*** Begin section ***

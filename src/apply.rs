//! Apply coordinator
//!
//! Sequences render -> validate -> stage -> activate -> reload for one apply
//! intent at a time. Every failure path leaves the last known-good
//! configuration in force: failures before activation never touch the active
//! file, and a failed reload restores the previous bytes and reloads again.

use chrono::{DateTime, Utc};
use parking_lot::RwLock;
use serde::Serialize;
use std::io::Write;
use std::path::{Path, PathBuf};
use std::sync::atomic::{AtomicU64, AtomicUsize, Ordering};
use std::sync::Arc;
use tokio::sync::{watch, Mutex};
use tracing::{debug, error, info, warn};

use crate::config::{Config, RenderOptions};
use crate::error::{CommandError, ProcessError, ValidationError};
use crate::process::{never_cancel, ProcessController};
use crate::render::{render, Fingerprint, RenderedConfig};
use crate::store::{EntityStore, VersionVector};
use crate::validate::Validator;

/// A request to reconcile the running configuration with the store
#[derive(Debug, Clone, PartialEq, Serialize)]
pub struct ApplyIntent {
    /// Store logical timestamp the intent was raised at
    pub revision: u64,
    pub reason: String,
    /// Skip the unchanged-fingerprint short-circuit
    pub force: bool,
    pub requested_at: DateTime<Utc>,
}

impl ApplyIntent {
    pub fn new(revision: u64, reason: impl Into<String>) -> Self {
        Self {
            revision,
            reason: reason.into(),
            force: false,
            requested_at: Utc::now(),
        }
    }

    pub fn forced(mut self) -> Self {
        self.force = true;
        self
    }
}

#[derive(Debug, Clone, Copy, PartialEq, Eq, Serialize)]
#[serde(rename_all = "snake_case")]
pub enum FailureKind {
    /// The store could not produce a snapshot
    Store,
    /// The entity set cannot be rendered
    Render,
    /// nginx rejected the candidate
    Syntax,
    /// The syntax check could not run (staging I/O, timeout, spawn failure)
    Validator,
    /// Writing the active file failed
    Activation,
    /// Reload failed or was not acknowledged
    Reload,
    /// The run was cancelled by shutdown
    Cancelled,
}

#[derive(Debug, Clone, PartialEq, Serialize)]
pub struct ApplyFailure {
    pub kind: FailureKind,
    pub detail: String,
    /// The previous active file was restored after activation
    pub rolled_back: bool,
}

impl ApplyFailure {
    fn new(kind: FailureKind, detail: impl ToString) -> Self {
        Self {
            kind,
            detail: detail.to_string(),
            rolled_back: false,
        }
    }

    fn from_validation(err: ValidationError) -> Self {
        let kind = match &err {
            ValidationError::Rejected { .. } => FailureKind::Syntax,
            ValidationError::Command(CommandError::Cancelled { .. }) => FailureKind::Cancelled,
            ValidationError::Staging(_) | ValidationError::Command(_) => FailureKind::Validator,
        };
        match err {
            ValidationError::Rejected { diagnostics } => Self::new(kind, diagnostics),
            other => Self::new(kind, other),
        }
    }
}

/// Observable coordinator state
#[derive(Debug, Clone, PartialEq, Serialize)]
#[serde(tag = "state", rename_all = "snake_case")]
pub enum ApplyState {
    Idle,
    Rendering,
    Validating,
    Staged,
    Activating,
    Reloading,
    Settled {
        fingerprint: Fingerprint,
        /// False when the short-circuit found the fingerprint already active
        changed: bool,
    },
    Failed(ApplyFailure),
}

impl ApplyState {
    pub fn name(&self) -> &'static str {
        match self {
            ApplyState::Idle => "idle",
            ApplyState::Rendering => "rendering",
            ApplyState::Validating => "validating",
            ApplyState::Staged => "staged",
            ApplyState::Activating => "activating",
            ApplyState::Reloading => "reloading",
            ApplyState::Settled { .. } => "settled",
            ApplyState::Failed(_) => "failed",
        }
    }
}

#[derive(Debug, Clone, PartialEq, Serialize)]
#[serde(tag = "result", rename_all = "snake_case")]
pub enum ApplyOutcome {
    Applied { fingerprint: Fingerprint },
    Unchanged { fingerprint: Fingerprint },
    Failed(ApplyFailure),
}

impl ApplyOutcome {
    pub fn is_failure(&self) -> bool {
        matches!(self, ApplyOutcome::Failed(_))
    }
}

*** End section ***

• [TASK REQUIREMENTS] Repeat the material word for word, with no line missing.

• [OUTPUT OF THE TASK]
filename src/apply.rs
//! Apply coordinator
//!
//! Sequences render -> validate -> stage -> activate -> reload for one apply
//! intent at a time. Every failure path leaves the last known-good
//! configuration in force: failures before activation never touch the active
//! file, and a failed reload restores the previous bytes and reloads again.

use chrono::{DateTime, Utc};
use parking_lot::RwLock;
use serde::Serialize;
use std::io::Write;
use std::path::{Path, PathBuf};
use std::sync::atomic::{AtomicU64, AtomicUsize, Ordering};
use std::sync::Arc;
use tokio::sync::{watch, Mutex};
use tracing::{debug, error, info, warn};

use crate::config::{Config, RenderOptions};
use crate::error::{CommandError, ProcessError, ValidationError};
use crate::process::{never_cancel, ProcessController};
use crate::render::{render, Fingerprint, RenderedConfig};
use crate::store::{EntityStore, VersionVector};
use crate::validate::Validator;

/// A request to reconcile the running configuration with the store
#[derive(Debug, Clone, PartialEq, Serialize)]
pub struct ApplyIntent {
    /// Store logical timestamp the intent was raised at
    pub revision: u64,
    pub reason: String,
    /// Skip the unchanged-fingerprint short-circuit
    pub force: bool,
    pub requested_at: DateTime<Utc>,
}

impl ApplyIntent {
    pub fn new(revision: u64, reason: impl Into<String>) -> Self {
        Self {
            revision,
            reason: reason.into(),
            force: false,
            requested_at: Utc::now(),
        }
    }

    pub fn forced(mut self) -> Self {
        self.force = true;
        self
    }
}

#[derive(Debug, Clone, Copy, PartialEq, Eq, Serialize)]
#[serde(rename_all = "snake_case")]
pub enum FailureKind {
    /// The store could not produce a snapshot
    Store,
    /// The entity set cannot be rendered
    Render,
    /// nginx rejected the candidate
    Syntax,
    /// The syntax check could not run (staging I/O, timeout, spawn failure)
    Validator,
    /// Writing the active file failed
    Activation,
    /// Reload failed or was not acknowledged
    Reload,
    /// The run was cancelled by shutdown
    Cancelled,
}

#[derive(Debug, Clone, PartialEq, Serialize)]
pub struct ApplyFailure {
    pub kind: FailureKind,
    pub detail: String,
    /// The previous active file was restored after activation
    pub rolled_back: bool,
}

impl ApplyFailure {
    fn new(kind: FailureKind, detail: impl ToString) -> Self {
        Self {
            kind,
            detail: detail.to_string(),
            rolled_back: false,
        }
    }

    fn from_validation(err: ValidationError) -> Self {
        let kind = match &err {
            ValidationError::Rejected { .. } => FailureKind::Syntax,
            ValidationError::Command(CommandError::Cancelled { .. }) => FailureKind::Cancelled,
            ValidationError::Staging(_) | ValidationError::Command(_) => FailureKind::Validator,
        };
        match err {
            ValidationError::Rejected { diagnostics } => Self::new(kind, diagnostics),
            other => Self::new(kind, other),
        }
    }
}

/// Observable coordinator state
#[derive(Debug, Clone, PartialEq, Serialize)]
#[serde(tag = "state", rename_all = "snake_case")]
pub enum ApplyState {
    Idle,
    Rendering,
    Validating,
    Staged,
    Activating,
    Reloading,
    Settled {
        fingerprint: Fingerprint,
        /// False when the short-circuit found the fingerprint already active
        changed: bool,
    },
    Failed(ApplyFailure),
}

impl ApplyState {
    pub fn name(&self) -> &'static str {
        match self {
            ApplyState::Idle => "idle",
            ApplyState::Rendering => "rendering",
            ApplyState::Validating => "validating",
            ApplyState::Staged => "staged",
            ApplyState::Activating => "activating",
            ApplyState::Reloading => "reloading",
            ApplyState::Settled { .. } => "settled",
            ApplyState::Failed(_) => "failed",
        }
    }
}

#[derive(Debug, Clone, PartialEq, Serialize)]
#[serde(tag = "result", rename_all = "snake_case")]
pub enum ApplyOutcome {
    Applied { fingerprint: Fingerprint },
    Unchanged { fingerprint: Fingerprint },
    Failed(ApplyFailure),
}

impl ApplyOutcome {
    pub fn is_failure(&self) -> bool {
        matches!(self, ApplyOutcome::Failed(_))
    }
}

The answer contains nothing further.